Picture of a mobile phone microscope (CellScope with attached camera) (Photo courtesy of Wiki)

The ability to make accurate, permanent, and objective images for the use in medical diagnosis, treatment and further prevention of the disease, medical photography are being used extensively in the medical Community. In this field, images are made to document all of the prominent features of a subject without exaggeration, enhancement, distortion, deliberate obliteration, or addition of details that might lead to misinterpretation by the radiologists. Figure 4.7 shows an exhaustive effort by a medical team taking photographs with a medical microscopic camera after surgical procedures.

Fig. 4.7

Photograph of a medical team taking photographs after surgical procedures with a medical microscopic camera

4.4 More Advanced Technology for Medical Imaging

The degree of importance of imaging to physicians and their ability to provide care was summed up by the New England Journal of Medicine in 2000. In a retrospective on the turn of the millennium, the editors of the journal called medical imaging one of the most important medical developments of the past 1,000 years—ranking with such milestones as the discovery of anesthesia and discovery of antibiotics [14]. Indeed, better imaging permitted the development of new treatments for cancer and vascular and cardiac diseases.

Over the past two decades, the advances in medical imaging have dramatically improved cancer diagnoses and its treatment. In fact, the death rates in America due to breast cancer have declined [15] because of minimally invasive imaging procedures. As for example, X-ray fluoroscopy—which allows biopsies of breast, bone, and other tissue without surgery—is dramatically reducing infections and recovery time [16].
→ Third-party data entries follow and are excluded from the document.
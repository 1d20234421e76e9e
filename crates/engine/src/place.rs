use std::collections::{HashMap, HashSet, VecDeque};

use blockstack_core::spin::{self, LastMove};
use blockstack_core::{catalog, try_rotate, AllSpinMode, Board, LiveDriver, Piece, Simulation};
use blockstack_types::{ActionKind, AuxAction, PieceRef, Rotation, RotationDelta, SpinKind};
use log::debug;
use thiserror::Error;

/// Spin the bot says its move produces.
#[derive(Debug, Clone, Copy, PartialEq, Eq, PartialOrd, Ord, Hash, Default)]
pub enum SpinClaim {
    #[default]
    None,
    Mini,
    Full,
}

impl SpinClaim {
    pub fn of(kind: SpinKind) -> Self {
        match kind {
            SpinKind::None => SpinClaim::None,
            k if k.is_mini() => SpinClaim::Mini,
            _ => SpinClaim::Full,
        }
    }
}

/// A final resting place for a piece, in board coordinates.
#[derive(Debug, Clone, Copy, PartialEq, Eq, Hash)]
pub struct Placement {
    pub piece: PieceRef,
    pub x: i8,
    pub y: i8,
    pub rotation: Rotation,
    pub spin: SpinClaim,
}

impl Placement {
    fn piece_at(&self) -> Piece {
        Piece {
            id: self.piece.id,
            set: self.piece.set,
            x: self.x,
            y: self.y,
            rotation: self.rotation,
        }
    }
}

#[derive(Debug, Clone, Copy, PartialEq, Eq, Error)]
pub enum PlaceError {
    #[error("game is not playable")]
    NotPlayable,
    #[error("no active piece")]
    NoActive,
    #[error("hold requested when unavailable")]
    HoldUnavailable,
    #[error("piece is neither the current nor the hold piece")]
    WrongPiece,
    #[error("target overlaps the board")]
    Collides,
    #[error("target is not resting on anything")]
    Floating,
    #[error("target cannot be reached from the spawn position")]
    Unreachable,
    #[error("claimed spin {claimed:?} but the move gives {actual:?}")]
    SpinMismatch {
        claimed: SpinClaim,
        actual: SpinClaim,
    },
}

impl PlaceError {
    /// Stable error code reported back to the bot.
    pub fn code(self) -> &'static str {
        match self {
            PlaceError::HoldUnavailable => "hold_unavailable",
            PlaceError::NotPlayable | PlaceError::NoActive => "not_playable",
            PlaceError::WrongPiece => "wrong_piece",
            PlaceError::Collides
            | PlaceError::Floating
            | PlaceError::Unreachable
            | PlaceError::SpinMismatch { .. } => "invalid_place",
        }
    }
}

/// Lowest y a search may climb to through kicks.
const MIN_SEARCH_Y: i8 = -8;

/// Bit set when a position was entered by a shift or a soft drop. Entering
/// by a rotation through kick `k` sets bit `k + 1`.
const SHIFTED: u32 = 1;

/// Positions a piece can reach from `start` by shifting, soft dropping and
/// rotating, remembering every kick index that entered each one.
#[derive(Debug, Clone, Default)]
pub struct Reachable {
    seen: HashMap<(i8, i8, Rotation), u32>,
}

impl Reachable {
    pub fn search(board: &Board, start: Piece) -> Self {
        let mut seen = HashMap::new();
        if board.collides(&start) {
            return Self { seen };
        }
        let step = catalog().set(start.set).step as i8;
        let mut expanded = HashSet::new();
        let mut queue = VecDeque::from([start]);
        seen.insert(key(&start), SHIFTED);

        while let Some(piece) = queue.pop_front() {
            if !expanded.insert(key(&piece)) {
                continue;
            }
            let shifts = [piece.moved(-step, 0), piece.moved(step, 0), piece.moved(0, 1)];
            let moves = shifts
                .into_iter()
                .filter(|p| !board.collides(p))
                .map(|p| (p, SHIFTED));
            let turns = [RotationDelta::Cw, RotationDelta::Ccw, RotationDelta::Half]
                .into_iter()
                .filter_map(|delta| try_rotate(&piece, delta, |p| !board.collides(p)))
                .filter_map(|(p, kick)| Some((p, 1u32.checked_shl(kick as u32 + 1)?)));
            for (next, arrival) in moves.chain(turns) {
                if next.y < MIN_SEARCH_Y {
                    continue;
                }
                let entry = seen.entry(key(&next)).or_insert(0);
                if *entry & arrival == 0 {
                    *entry |= arrival;
                    queue.push_back(next);
                }
            }
        }
        Self { seen }
    }

    pub fn contains(&self, piece: &Piece) -> bool {
        self.seen.contains_key(&key(piece))
    }

    /// Reachable with a rotation as the last move.
    pub fn via_rotation(&self, piece: &Piece) -> bool {
        self.kicks(piece).next().is_some()
    }

    /// Kick indices of the rotations that enter `piece`'s position.
    pub fn kicks(&self, piece: &Piece) -> impl Iterator<Item = u8> {
        let arrivals = self.seen.get(&key(piece)).copied().unwrap_or(0) >> 1;
        (0..u32::BITS as u8 - 1).filter(move |&kick| arrivals & (1 << kick) != 0)
    }

    pub fn len(&self) -> usize {
        self.seen.len()
    }

    pub fn is_empty(&self) -> bool {
        self.seen.is_empty()
    }
}

fn key(piece: &Piece) -> (i8, i8, Rotation) {
    (piece.x, piece.y, piece.rotation)
}

/// Check `placement` against the current game and play it.
///
/// The move is applied as an optional hold, a `MOVE_TO` and a hard drop, so
/// it records like any other input. A rejected move leaves the game as it
/// was.
pub fn apply_bot_move(
    sim: &mut Simulation<LiveDriver>,
    placement: &Placement,
    t: u32,
) -> Result<(), PlaceError> {
    sim.advance(t);
    if sim.is_ended() {
        return Err(PlaceError::NotPlayable);
    }
    let Some(active) = sim.active() else {
        return Err(PlaceError::NoActive);
    };

    let (start, use_hold) = if placement.piece == active.piece_ref() {
        (active, false)
    } else {
        let swapped = sim.hold_piece().or_else(|| sim.queue().next().copied());
        if swapped != Some(placement.piece) {
            return Err(PlaceError::WrongPiece);
        }
        if !sim.ruleset().hold_enabled || !sim.can_hold() {
            return Err(PlaceError::HoldUnavailable);
        }
        let spawned = catalog()
            .spawn(placement.piece)
            .ok_or(PlaceError::WrongPiece)?;
        (spawned, true)
    };

    let board = sim.board();
    let target = placement.piece_at();
    if board.collides(&target) {
        return Err(PlaceError::Collides);
    }
    if !board.collides(&target.moved(0, 1)) {
        return Err(PlaceError::Floating);
    }
    let reachable = Reachable::search(board, start);
    if !reachable.contains(&target) {
        debug!("bot move {placement:?} is unreachable");
        return Err(PlaceError::Unreachable);
    }
    let mut kick = None;
    if placement.spin != SpinClaim::None {
        let all_spin = sim.ruleset().all_spin() == AllSpinMode::On;
        // Each entering kick may classify differently; any that matches the
        // claim will do.
        let outcomes = reachable.kicks(&target).map(|index| {
            let last = LastMove::Rotate {
                kick: Some(index as usize),
            };
            (index, SpinClaim::of(spin::classify(board, &target, last, all_spin)))
        });
        let mut actual = SpinClaim::None;
        for (index, outcome) in outcomes {
            if outcome == placement.spin {
                kick = Some(index);
                break;
            }
            actual = actual.max(outcome);
        }
        if kick.is_none() {
            debug!("bot move {placement:?} claims a spin it does not get");
            return Err(PlaceError::SpinMismatch {
                claimed: placement.spin,
                actual,
            });
        }
    }

    if use_hold && !sim.submit(t, ActionKind::HoldBlock) {
        return Err(PlaceError::HoldUnavailable);
    }
    let moved = sim.submit(
        t,
        ActionKind::Aux(AuxAction::MoveTo {
            x: target.x,
            y: target.y,
            rotation: target.rotation,
            kick,
        }),
    );
    if !moved || !sim.submit(t, ActionKind::HardDrop) {
        return Err(PlaceError::NotPlayable);
    }
    Ok(())
}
Indeed, CT scans and X-ray fluoroscopy have enabled precise diagnosis of cancer and provided the physician to locate the affected area more precisely than ever. No wonder, 3-D imaging technology has allowed surgeons to remove cancerous tissue while sparing neighboring healthy tissue. Use of imaging technologies like CT, X-ray fluoroscopy, positron emission tomography (PET), single-photon emission computed tomography (SPECT), magnetic resonance imaging (MRI), ultrasound, and nuclear medicine has contributed to the significant improvements in treating vascular and cardiac diseases and has made significant improvements in mortality and morbidity.
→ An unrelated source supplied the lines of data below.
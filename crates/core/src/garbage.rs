//! Pending garbage queue
//!
//! Incoming attack is queued as `(lines, received_at)` segments in arrival
//! order. Outgoing attack cancels from the front; a segment only becomes
//! eligible to materialize once the garbage delay has elapsed since it arrived.

use std::collections::VecDeque;

#[derive(Debug, Clone, Copy, PartialEq, Eq)]
pub struct GarbageSegment {
    pub lines: u8,
    pub received_at: u32,
}

#[derive(Debug, Clone, Default, PartialEq, Eq)]
pub struct GarbageQueue {
    segments: VecDeque<GarbageSegment>,
}

impl GarbageQueue {
    pub fn new() -> Self {
        Self::default()
    }

    pub fn push(&mut self, lines: u8, received_at: u32) {
        if lines > 0 {
            self.segments.push_back(GarbageSegment { lines, received_at });
        }
    }

    /// Cancel pending garbage with `attack` lines, oldest first.
    ///
    /// Returns the attack left over once the queue is empty.
    pub fn cancel(&mut self, mut attack: u8) -> u8 {
        while attack > 0 {
            let Some(front) = self.segments.front_mut() else {
                break;
            };
            if front.lines > attack {
                front.lines -= attack;
                return 0;
            }
            attack -= front.lines;
            self.segments.pop_front();
        }
        attack
    }

    /// Remove and return every segment received at least `delay` ms before `now`.
    pub fn pop_ready(&mut self, now: u32, delay: u32) -> Vec<GarbageSegment> {
        let mut ready = Vec::new();
        while let Some(front) = self.segments.front() {
            if now.saturating_sub(front.received_at) < delay {
                break;
            }
            ready.extend(self.segments.pop_front());
        }
        ready
    }

    /// Total pending lines (red bar height).
    pub fn total(&self) -> u32 {
        self.segments.iter().map(|s| s.lines as u32).sum()
    }

    pub fn is_empty(&self) -> bool {
        self.segments.is_empty()
    }

    pub fn segments(&self) -> impl Iterator<Item = &GarbageSegment> {
        self.segments.iter()
    }

    pub fn clear(&mut self) {
        self.segments.clear();
    }
}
According to a survey in 2003 by a group of physicians, X-ray fluoroscopy is the therapy of choice for coronary angioplasty [17]. More broadly, studies revealed that as much as 70 % of the survival improvement in heart attacks over the past 30 years is the result of changes in medical technology, including cardiac catheterization, coronary angioplasty, and cardiac stents—all made possible by X-ray-based or other imaging technology [18, 19].

The computer tomography (CT) scan, on the other hand, can identify stroke early, and the physicians can take early decision about which treatment will be better for the patient [20], including clot-busting drugs known as thrombolytic therapy. On the other hand, if the stroke is caused by hemorrhage, X-ray fluoroscopy guides delicate surgical procedures to close ruptured arteries [21].
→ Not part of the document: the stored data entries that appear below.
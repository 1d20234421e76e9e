use thiserror::Error;

pub type CodecResult<T> = Result<T, CodecError>;

/// Replay encoding and decoding failures.
#[derive(Debug, Clone, PartialEq, Eq, Error)]
pub enum CodecError {
    #[error("bit stream truncated: wanted {wanted} bits, {available} left")]
    Truncated { wanted: u32, available: usize },

    #[error("{field} value {value} does not fit in {bits} bits")]
    ValueOutOfRange {
        field: &'static str,
        value: i64,
        bits: u32,
    },

    #[error("invalid {what} code {code}")]
    InvalidCode { what: &'static str, code: u32 },

    #[error("action at {t} ms is earlier than the previous one at {previous} ms")]
    TimeReversed { t: u32, previous: u32 },

    #[error("invalid frame at {timestamp} ms: {reason}")]
    InvalidFrame { timestamp: u32, reason: &'static str },

    #[error("encoder state drifted from decoded state at {timestamp} ms")]
    Drift { timestamp: u32 },

    #[error("invalid base64 payload: {0}")]
    Base64(String),

    #[error("invalid replay metadata: {0}")]
    Meta(String),
}

impl From<base64::DecodeError> for CodecError {
    fn from(err: base64::DecodeError) -> Self {
        CodecError::Base64(err.to_string())
    }
}

impl From<serde_json::Error> for CodecError {
    fn from(err: serde_json::Error) -> Self {
        CodecError::Meta(err.to_string())
    }
}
There is no doubt that the medical imaging technology has empowered doctors and medical professionals to do a better job in diagnosing and treating patient and providing them with more medical care. As a result, there is a significant improvement in mortality and morbidity from vascular- and cancer-related diseases. However, radiation exposure during imaging is a critical issue with regard to imaging children. However, National Cancer Institute points out that the benefit of the imaging technology outweighs potential risk. As a matter of fact, discussions of radiation risk are often highly complex. At the same time, the potential risk of radiation exposure from imaging technologies must also be understood in relationship to other potential sources of radiation. It goes without saying that the innovations in product design (automatic tube current modulation in X-ray radiation system, automatic exposure control, improvements in electronics, beam collimation, beam filtration, adaptive software filtration, and use of short radiation pulses) and operation have enabled dose reduction and ultimately reduced the potential risk of radiation (Table 4.1).

Table 4.1

Innovations in imaging technologies and ultimate dose reduction

Features	Amount of dose reduction
Automatic tube current modulation	Between 20 and 60 %
Pre-patient filtration (Cu/Al)	Up to 50 %
Pre-patient beam filtration and shaping	Up to 50 %
Use of pulse instead of continuous radiation	~50–75 %
Ceramic CT detector material	~50 %
Use of advanced hardware and software for X-ray beam collimation	Reduce multi-slice over-beaming by 35 %
Use of noise reduction filter	~50 %
Tube current reduction in ECG	~50 % (in cardiac CT)
Optimization of X-ray beam filtration	15–25 %
Step and shoot acquisition and volumetric reconstruction	~70 % (in cardiac CT)

4.5 Advanced Tools (Instruments) for Medical (Molecular) Imaging

The area of advanced instrumentation for medical imaging covers image acquisition, modeling and quantification, image correction, and interpretation of medical images. In other words, medical imaging is often perceived to designate the set of techniques that produce images of the internal aspect of the body (without having to open it). The advanced imaging system may use any one of the following or the combination of any two of them [22–25]:

Fluoroscopy and computer tomography (CT)

Positron emission tomography (PET)

Single-photon emission tomography (SPECT)

Gamma (γ) rays

High-frequency sound waves (ultrasound)

Magnetic fields (MRI) to produce images of organs and other internal structures of the body

4.5.1 Fluoroscopy

It is a dynamic X-ray imaging system that is used in radiology mainly for real-time imaging and for aligning the patient with respect to the imaging system for filming. Fluoroscopy and radiography both use X-ray radiation to image the anatomy of the body of a patient [22, 23].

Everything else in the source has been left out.